Marc-Andre Lemburg added the comment:

> Benjamin Peterson added the comment:
> 
> On Thu, Dec 11, 2014, at 15:24, Marc-Andre Lemburg wrote:
>>
>> Marc-Andre Lemburg added the comment:
>>
>> On 11.12.2014 20:42, Benjamin Peterson wrote:
>>>
>>> Usually you can pass your own context.
>>
>> Yes, in new code, but not in existing Python 2.7 code that wasn't
>> written for the newly added SSL context feature.
> 
> How is modifying code to use a context different from modifying it to
> mess around with a hypothetical ssl.DEFAULT_SSL_OPTIONS?

Hmm, isn't that obvious ?

You only have to add a single line of code to tweak the default
options rather than add context support throughout your application.
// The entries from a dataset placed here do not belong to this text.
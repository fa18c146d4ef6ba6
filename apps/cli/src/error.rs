//! # API Error Type
//!
//! Unified error type for the command layer.
//!
//! ## Error Flow
//! ```text
//! ┌─────────────────────────────────────────────────────────────────────────┐
//! │                    Error Flow in Fatura                                 │
//! │                                                                         │
//! │  CoreError   (unknown type / slot / language) ──┐                       │
//! │  DbError     (database could not be opened)  ───┼──► ApiError           │
//! │  ConfigError (bad config file or values)     ───┘    { code, message }  │
//! │                                                                         │
//! │  Counter failures never get here: the number generator falls back to    │
//! │  a timestamp number instead.                                            │
//! └─────────────────────────────────────────────────────────────────────────┘
//! ```
//!
//! Serialized errors look like:
//! ```json
//! { "code": "UNKNOWN_DOCUMENT_TYPE", "message": "Unknown document type: 'receipt' ..." }
//! ```

use fatura_core::CoreError;
use fatura_db::DbError;
use serde::Serialize;

use crate::config::ConfigError;

/// Error returned from commands.
#[derive(Debug, Clone, Serialize)]
#[serde(rename_all = "camelCase")]
pub struct ApiError {
    /// Machine-readable error code
    pub code: ErrorCode,

    /// Human-readable error message
    pub message: String,
}

/// Error codes for command responses.
#[derive(Debug, Clone, Copy, PartialEq, Eq, Serialize)]
#[serde(rename_all = "SCREAMING_SNAKE_CASE")]
pub enum ErrorCode {
    /// Row id not present in the ledger
    NotFound,

    /// Input that names no known thing (slot, language)
    ValidationError,

    /// Document type outside quote/order/invoice
    UnknownDocumentType,

    /// Configuration could not be loaded
    ConfigError,

    /// Database could not be opened
    DatabaseError,

    /// Draft or output could not be (de)serialized
    SerializationError,

    /// Anything else
    Internal,
}

impl ApiError {
    /// Creates a new API error.
    pub fn new(code: ErrorCode, message: impl Into<String>) -> Self {
        ApiError {
            code,
            message: message.into(),
        }
    }

    /// Creates a not found error.
    pub fn not_found(resource: &str, id: &str) -> Self {
        ApiError::new(ErrorCode::NotFound, format!("{} not found: {}", resource, id))
    }

    /// Creates a validation error.
    pub fn validation(message: impl Into<String>) -> Self {
        ApiError::new(ErrorCode::ValidationError, message)
    }

    /// Creates an internal error.
    pub fn internal(message: impl Into<String>) -> Self {
        ApiError::new(ErrorCode::Internal, message)
    }
}

/// Converts core errors to API errors.
impl From<CoreError> for ApiError {
    fn from(err: CoreError) -> Self {
        let message = err.to_string();
        match err {
            CoreError::UnknownDocumentType(_) => ApiError::new(ErrorCode::UnknownDocumentType, message),
            CoreError::UnknownCustomerSlot(_) | CoreError::UnknownLanguage(_) => ApiError::validation(message),
        }
    }
}

/// Converts database errors to API errors.
impl From<DbError> for ApiError {
    fn from(err: DbError) -> Self {
        tracing::error!(error = %err, "Database error");
        ApiError::new(ErrorCode::DatabaseError, err.to_string())
    }
}

impl From<ConfigError> for ApiError {
    fn from(err: ConfigError) -> Self {
        ApiError::new(ErrorCode::ConfigError, err.to_string())
    }
}

impl From<serde_json::Error> for ApiError {
    fn from(err: serde_json::Error) -> Self {
        ApiError::new(ErrorCode::SerializationError, err.to_string())
    }
}

impl std::fmt::Display for ApiError {
    fn fmt(&self, f: &mut std::fmt::Formatter<'_>) -> std::fmt::Result {
        write!(f, "[{:?}] {}", self.code, self.message)
    }
}

impl std::error::Error for ApiError {}

/// Result type for commands.
pub type ApiResult<T> = Result<T, ApiError>;

#[cfg(test)]
mod tests {
    use super::*;

    #[test]
    fn test_unknown_document_type_code() {
        let err: ApiError = CoreError::UnknownDocumentType("receipt".into()).into();
        assert_eq!(err.code, ErrorCode::UnknownDocumentType);

        let json = serde_json::to_value(&err).unwrap();
        assert_eq!(json["code"], "UNKNOWN_DOCUMENT_TYPE");
        assert!(json["message"].as_str().unwrap().contains("receipt"));
    }

    #[test]
    fn test_slot_errors_are_validation() {
        let err: ApiError = CoreError::UnknownCustomerSlot("fax".into()).into();
        assert_eq!(err.code, ErrorCode::ValidationError);
    }
}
>> BTW: Having a way to change the SSL options globally would be useful
>> for Python 3.x as well, since OpenSSL often adds new options and
>> it's not unlikely we'll see an OP_NO_TLSv1 option soon, given its
>> age and similarity to SSLv3...
>> https://www.imperialviolet.org/2014/12/08/poodleagain.html
>> (the poodle strikes back ;-))
> 
> That option already exists and is exposed. :)

Right, but it's not used in the current default context.

Hard coding options in a function is not a good idea, really, esp.
not for things that change as often as cipher strings and protocol
options :-)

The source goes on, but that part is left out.